Rather than being concentrated in one area, health care debates have always proceeded among several layers within an established hierarchy of decisionmaking. Debate over national health insurance in the political arena was dominated within the federal center; in the federal and regional arena, debate was confined to corporatist providers and payers and professional and expert circles. The general public, including self-help groups and individuals, was largely excluded from these debates. These layers of decisionmaking routinely came together only in the context of topics bearing on national health insurance. At the delivery end, effectively functioning circuits of cooperation and communication from one service sector to another hardly existed in the past but now are receiving heightened attention given the urgent needs of an aging population.

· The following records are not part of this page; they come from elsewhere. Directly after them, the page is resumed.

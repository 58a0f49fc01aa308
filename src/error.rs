//! Error types for the Arete evaluation system
//!
//! This module provides structured error definitions using thiserror,
//! with anyhow reserved for propagation at the binary boundary.

use thiserror::Error;

/// Main error type for Arete operations
#[derive(Error, Debug)]
pub enum AreteError {
    /// Input rejected before any write (bad level, missing selection)
    #[error("Validation error: {0}")]
    Validation(String),

    /// An evaluation already exists for this worker and period
    #[error("Evaluation already exists for worker {worker_id} in {month}/{year}")]
    DuplicateEvaluation {
        worker_id: i64,
        month: u32,
        year: i32,
    },

    /// Worker or evaluation not found
    #[error("Not found: {0}")]
    NotFound(String),

    /// Database operation failed
    #[error("Database error: {0}")]
    Database(String),

    /// Migration failed
    #[error("Migration error: {0}")]
    Migration(String),

    /// Configuration error
    #[error("Configuration error: {0}")]
    Config(#[from] config::ConfigError),

    /// I/O error
    #[error("I/O error: {0}")]
    Io(#[from] std::io::Error),

    /// Serialization error
    #[error("Serialization error: {0}")]
    Serialization(#[from] serde_json::Error),

    /// Generic error with context
    #[error("{0}")]
    Other(String),
}

/// Result type alias for Arete operations
pub type Result<T> = std::result::Result<T, AreteError>;

impl From<libsql::Error> for AreteError {
    fn from(err: libsql::Error) -> Self {
        AreteError::Database(err.to_string())
    }
}

/// Convert anyhow::Error to AreteError
impl From<anyhow::Error> for AreteError {
    fn from(err: anyhow::Error) -> Self {
        AreteError::Other(err.to_string())
    }
}

#[cfg(test)]
mod tests {
    use super::*;

    #[test]
    fn test_error_display() {
        let err = AreteError::NotFound("worker 42".to_string());
        assert_eq!(err.to_string(), "Not found: worker 42");
    }

    #[test]
    fn test_duplicate_display_names_period() {
        let err = AreteError::DuplicateEvaluation {
            worker_id: 7,
            month: 3,
            year: 2025,
        };
        assert!(err.to_string().contains("worker 7"));
        assert!(err.to_string().contains("3/2025"));
    }
}
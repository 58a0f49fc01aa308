//! Test utilities for storage initialization
//!
//! Provides an in-memory backend with the schema applied, plus seed
//! helpers for directory rows, so integration tests have no filesystem
//! dependencies.

use crate::error::Result;
use crate::storage::libsql::{ConnectionMode, LibsqlStorage};
use crate::types::{Goal, Worker, WorkerId};
use std::sync::Arc;

/// Create an in-memory storage backend with migrations applied
pub async fn create_test_storage() -> Result<Arc<LibsqlStorage>> {
    let storage = Arc::new(LibsqlStorage::connect(ConnectionMode::InMemory).await?);
    Ok(storage)
}

/// A directory row with sensible defaults for tests
///
/// Goal targets are 100 / 80 / 0, covering a full target, a partial target
/// and a "no data" goal.
pub fn sample_worker(id: i64, nombre: &str, dependencia: &str) -> Worker {
    Worker {
        id: WorkerId(id),
        nombre: nombre.to_string(),
        curp: format!("CURP{:04}", id),
        rfc: format!("RFC{:04}", id),
        superior: "Jefa de Departamento".to_string(),
        dependencia: dependencia.to_string(),
        area_adscripcion: "Dirección Administrativa".to_string(),
        puesto: "Analista".to_string(),
        nivel: "7".to_string(),
        plaza: "Base".to_string(),
        fecha_inicio_gobierno: "2019-02-01".to_string(),
        antig_puesto: "3 años".to_string(),
        antig_gob: "6 años".to_string(),
        comisionado: false,
        area_comision: None,
        funciones: [
            "Atención de trámites".to_string(),
            "Integración de expedientes".to_string(),
            "Elaboración de reportes".to_string(),
        ],
        goals: [
            Goal {
                description: "Trámites resueltos".to_string(),
                programmed: 100.0,
            },
            Goal {
                description: "Expedientes integrados".to_string(),
                programmed: 80.0,
            },
            Goal {
                description: "Sin meta asignada".to_string(),
                programmed: 0.0,
            },
        ],
    }
}

/// Seed a set of workers into the directory table
pub async fn seed_workers(storage: &LibsqlStorage, workers: &[Worker]) -> Result<()> {
    for worker in workers {
        storage.upsert_worker(worker).await?;
    }
    Ok(())
}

Since the mid-1970s, costcontainment policy has been a recurrent agenda item. Reformers have favored prevention (primary and secondary) and early detection of disease, although they have been timid and stopped short of advocating the reallocation of resources from the curative sector to prevention. National health insurance and service delivery reforms have been decided on, enforced and implemented from the top down, as have other measures such as setting specific health goals and moving toward outcomes-oriented evaluation. During the last few years, however, reformers have looked for greater "bottom-up" participation of key target groups usually excluded from health policymaking: regional and local governments, service- and care-providing institutions, and regional and local associations. Still, patient empowerment is more rhetoric than reality.
On a positive note, after decades of opposition, Germany seems to be coming around to the institutionalization of prevention and health promotion on one side and best practices, evidence-based medicine, and medical guidelines on the other. Delay in leadership in these areas is in stark contrast to Germanys pioneering role in the 19th century in medical science, in public health, and in creating the first national health insurance program.
Germany is not shielded from the larger international environment and the challenge of rising costs. It has imposed supply side limits by introducing sectoral budgets and spending caps (Table 2
). In 2000, Germany adopted a diagnosis-related groupbased hospital reimbursement system to be fully operational by 2007; and 2002 has seen further legislation to improve long-term care and home care of the elderly.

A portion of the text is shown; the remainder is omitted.